**Task instructions**
Repeat the records below exactly, beginning at the first line and finishing with the line that contains "addition, and parentheses".

BEGIN The data

//! # ripple-sheets-formula
//!
//! Formula parsing and evaluation for ripple-sheets.
//!
//! This crate provides:
//! - Formula parsing (text → AST) over the restricted grammar of integer
//!   literals, cell references, addition, and parentheses
//! - Formula evaluation (AST → value) against a sheet
//! - Cycle detection over the sheet's reference graph
//!
//! ## Example
//!
//! ```rust
//! use ripple_sheets_formula::{evaluate, parse_formula, EvaluationContext};
//!
//! let ast = parse_formula("1+(2+3)").unwrap();
//! let value = evaluate(&ast, &EvaluationContext::simple()).unwrap();
//! assert_eq!(value, 6);
//! ```

pub mod ast;
pub mod dependency;
pub mod error;
pub mod evaluator;
pub mod parser;

pub use ast::FormulaExpr;
pub use dependency::find_cycle;
pub use error::{FormulaError, FormulaResult};
pub use evaluator::{evaluate, EvaluationContext};
pub use parser::parse_formula;
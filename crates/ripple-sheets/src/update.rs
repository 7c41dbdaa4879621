//! Sheet update engine
//!
//! Implements the full update protocol on top of the raw storage
//! operations in `ripple-sheets-core`:
//!
//! 1. validate the target address and formula,
//! 2. reject expressions that would close a reference cycle,
//! 3. re-point the observer edges (detach stale, attach new),
//! 4. commit the expression and re-evaluate,
//! 5. cascade the recomputation through all transitive dependents.
//!
//! Validation happens strictly before any mutation, so a rejected update
//! leaves the sheet exactly as it was.

use ripple_sheets_core::{Address, Error, Expression, Result, Sheet, Subject};
use ripple_sheets_formula::{
    evaluate, find_cycle, parse_formula, EvaluationContext, FormulaError,
};

/// Statistics from a single update
#[derive(Debug, Clone, Default, PartialEq, Eq)]
pub struct UpdateStats {
    /// Number of cell evaluations performed, counting repeats when a
    /// cell is reachable through more than one dependent chain
    pub cells_recalculated: usize,
    /// Observer edges added for newly referenced cells
    pub edges_attached: usize,
    /// Observer edges removed for no-longer-referenced cells
    pub edges_detached: usize,
}

/// Extension trait for [`Sheet`] that adds the update protocol
pub trait SheetUpdateExt {
    /// Set the cell at `address` to `formula`, re-evaluating the cell
    /// and every transitive dependent before returning
    fn set(&mut self, address: &str, formula: &str) -> Result<UpdateStats>;

    /// Typed-address variant of [`set`](SheetUpdateExt::set)
    fn set_expression(&mut self, address: Address, formula: &str) -> Result<UpdateStats>;

    /// Evaluate the expression at `address` against the current sheet
    /// without mutating anything; unset cells evaluate as 0
    fn evaluate_at(&self, address: &Address) -> Result<i64>;
}

impl SheetUpdateExt for Sheet {
    fn set(&mut self, address: &str, formula: &str) -> Result<UpdateStats> {
        let address = Address::parse(address)?;
        self.set_expression(address, formula)
    }

    fn set_expression(&mut self, address: Address, formula: &str) -> Result<UpdateStats> {
        UpdateEngine::new(self).apply(address, formula)
    }

    fn evaluate_at(&self, address: &Address) -> Result<i64> {
        let Some(cell) = self.cell(address) else {
            return Ok(0);
        };
        if cell.is_empty() {
            return Ok(0);
        }
        let ast = parse_formula(cell.expression().text()).map_err(into_core_error)?;
        evaluate(&ast, &EvaluationContext::new(self)).map_err(into_core_error)
    }
}

/// The update engine: one instance per `set` call
struct UpdateEngine<'a> {
    sheet: &'a mut Sheet,
    stats: UpdateStats,
}

impl<'a> UpdateEngine<'a> {
    fn new(sheet: &'a mut Sheet) -> Self {
        Self {
            sheet,
            stats: UpdateStats::default(),
        }
    }

    fn apply(mut self, address: Address, formula: &str) -> Result<UpdateStats> {
        tracing::debug!("set {} = {}", address, formula);

        // Validation: nothing below may mutate the sheet.
        self.check_bounds(&address)?;
        parse_formula(formula).map_err(into_core_error)?;

        let expression = Expression::new(formula)?;
        for reference in expression.references() {
            self.check_bounds(reference)?;
        }

        if let Some(path) = find_cycle(self.sheet, &address, expression.references()) {
            tracing::debug!("rejected {}: reference chain {:?} closes a cycle", address, path);
            return Err(Error::CircularReference(address.to_string()));
        }

        // Commit: re-point observer edges, then store the expression.
        let previous = self.sheet.references(&address);
        let current = expression.references().clone();

        for stale in previous.difference(&current) {
            self.sheet.ensure_cell(*stale)?.detach(address);
            self.stats.edges_detached += 1;
            tracing::trace!("cell {} is no longer observing {}", address, stale);
        }
        for fresh in current.difference(&previous) {
            self.sheet.ensure_cell(*fresh)?.attach(address);
            self.stats.edges_attached += 1;
            tracing::trace!("cell {} is now observing {}", address, fresh);
        }

        self.sheet.ensure_cell(address)?.set_expression(expression);

        // Cascade: the cell, then every transitive dependent.
        self.recalculate(address)?;

        Ok(self.stats)
    }

    /// Re-evaluate one cell and notify its observers, depth-first in
    /// ascending address order. Returns once the whole dependent
    /// subgraph is consistent.
    fn recalculate(&mut self, address: Address) -> Result<()> {
        let Some(cell) = self.sheet.cell(&address) else {
            return Ok(());
        };
        if cell.is_empty() {
            // Placeholders hold no expression and stay at 0.
            return Ok(());
        }

        let ast = parse_formula(cell.expression().text()).map_err(into_core_error)?;
        let value = evaluate(&ast, &EvaluationContext::new(self.sheet)).map_err(into_core_error)?;

        if let Some(cell) = self.sheet.cell_mut(&address) {
            cell.set_value(value);
        }
        self.stats.cells_recalculated += 1;
        tracing::trace!("recalculated {} = {}", address, value);

        let observers: Vec<Address> = self
            .sheet
            .cell(&address)
            .map(|cell| cell.observers().iter().copied().collect())
            .unwrap_or_default();
        for observer in observers {
            self.recalculate(observer)?;
        }

        Ok(())
    }

    fn check_bounds(&self, address: &Address) -> Result<()> {
        if self.sheet.contains(address) {
            return Ok(());
        }
        Err(Error::AddressOutOfBounds {
            address: address.to_string(),
            rows: self.sheet.row_count(),
            columns: self.sheet.column_count(),
        })
    }
}

/// Map formula-level failures onto the core taxonomy
fn into_core_error(err: FormulaError) -> Error {
    match err {
        FormulaError::Parse(msg) => Error::FormulaParse(msg),
        FormulaError::Unsupported(what) => Error::UnsupportedExpression(what),
        FormulaError::Address(err) => err,
        FormulaError::Overflow => Error::other("numeric overflow during evaluation"),
    }
}
//! Formula evaluator
//!
//! Evaluates formula ASTs to produce values.

use crate::ast::FormulaExpr;
use crate::error::{FormulaError, FormulaResult};
use ripple_sheets_core::{Address, Sheet};

/// Context for formula evaluation
pub struct EvaluationContext<'a> {
    /// Reference to the sheet for cell lookups
    pub sheet: Option<&'a Sheet>,
}

impl<'a> EvaluationContext<'a> {
    /// Create a context resolving references against a sheet
    pub fn new(sheet: &'a Sheet) -> Self {
        Self { sheet: Some(sheet) }
    }

    /// Create a simple context without a sheet (for testing); every
    /// reference resolves to 0
    pub fn simple() -> Self {
        Self { sheet: None }
    }

    /// Resolve a referenced cell to its current value.
    ///
    /// Unset cells evaluate as 0, the same policy the sheet applies.
    pub fn cell_value(&self, address: &Address) -> i64 {
        self.sheet.map(|sheet| sheet.value(address)).unwrap_or(0)
    }
}

/// Evaluate a formula AST against a context
pub fn evaluate(expr: &FormulaExpr, ctx: &EvaluationContext) -> FormulaResult<i64> {
    match expr {
        FormulaExpr::Number(n) => Ok(*n),
        FormulaExpr::CellRef(address) => Ok(ctx.cell_value(address)),
        FormulaExpr::Add { left, right } => {
            let left = evaluate(left, ctx)?;
            let right = evaluate(right, ctx)?;
            left.checked_add(right).ok_or(FormulaError::Overflow)
        }
    }
}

END The data

**Result of the exercise**
//! # ripple-sheets-formula
//!
//! Formula parsing and evaluation for ripple-sheets.
//!
//! This crate provides:
//! - Formula parsing (text → AST) over the restricted grammar of integer
//!   literals, cell references, addition, and parentheses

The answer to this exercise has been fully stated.